Start of AVAILABLE DATA

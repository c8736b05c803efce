// ── Core error types ──
//
// User-facing errors from atmwatch-core. Consumers never see raw HTTP
// status codes or JSON parse failures directly -- the
// `From<atmwatch_api::Error>` impl translates transport-layer errors
// into domain-appropriate variants.

use thiserror::Error;

/// Unified error type for the core crate.
#[derive(Debug, Error)]
pub enum CoreError {
    // ── Connection errors ────────────────────────────────────────────
    #[error("Cannot connect to backend at {url}: {reason}")]
    ConnectionFailed { url: String, reason: String },

    #[error("Authentication failed: {message}")]
    AuthenticationFailed { message: String },

    #[error("Not logged in")]
    NotLoggedIn,

    #[error("Request timed out")]
    Timeout,

    // ── Data errors ──────────────────────────────────────────────────
    #[error("Device not found: {device_id}")]
    DeviceNotFound { device_id: String },

    #[error("Alert not found: {alert_id}")]
    AlertNotFound { alert_id: String },

    // ── Operation errors ─────────────────────────────────────────────
    #[error("Operation rejected by backend: {message}")]
    Rejected { message: String },

    // ── API errors (wrapped, not exposed raw) ────────────────────────
    #[error("API error: {message}")]
    Api {
        message: String,
        /// HTTP status code (if applicable).
        status: Option<u16>,
    },

    // ── Configuration errors ─────────────────────────────────────────
    #[error("Configuration error: {message}")]
    Config { message: String },

    // ── Internal errors ──────────────────────────────────────────────
    #[error("Internal error: {0}")]
    Internal(String),
}

impl CoreError {
    /// Whether this error means the session is no longer valid.
    pub fn is_auth_rejection(&self) -> bool {
        matches!(self, Self::AuthenticationFailed { .. } | Self::NotLoggedIn)
    }
}

// ── Conversion from transport-layer errors ───────────────────────────

impl From<atmwatch_api::Error> for CoreError {
    fn from(err: atmwatch_api::Error) -> Self {
        match err {
            atmwatch_api::Error::Authentication { message } => {
                CoreError::AuthenticationFailed { message }
            }
            atmwatch_api::Error::Transport(ref e) => {
                if e.is_timeout() {
                    CoreError::Timeout
                } else if e.is_connect() {
                    CoreError::ConnectionFailed {
                        url: e
                            .url()
                            .map(|u| u.to_string())
                            .unwrap_or_else(|| "<unknown>".into()),
                        reason: e.to_string(),
                    }
                } else {
                    CoreError::Api {
                        message: e.to_string(),
                        status: e.status().map(|s| s.as_u16()),
                    }
                }
            }
            atmwatch_api::Error::InvalidUrl(e) => CoreError::Config {
                message: format!("Invalid URL: {e}"),
            },
            atmwatch_api::Error::Tls(msg) => CoreError::ConnectionFailed {
                url: String::new(),
                reason: format!("TLS error: {msg}"),
            },
            atmwatch_api::Error::Api { status, body } => CoreError::Api {
                message: body,
                status: Some(status),
            },
            atmwatch_api::Error::DeviceNotFound { device_id } => {
                CoreError::DeviceNotFound { device_id }
            }
            atmwatch_api::Error::Deserialization { message, body: _ } => {
                CoreError::Internal(format!("Deserialization error: {message}"))
            }
        }
    }
}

End of AVAILABLE DATA

PROBLEM STATEMENT →
The required output is every line of the entries, starting at the one that contains "message, body: _" and ending at the last, copied exactly.

EXPECTED ANSWER →
            atmwatch_api::Error::Deserialization { message, body: _ } => {
                CoreError::Internal(format!("Deserialization error: {message}"))
            }
        }
    }
}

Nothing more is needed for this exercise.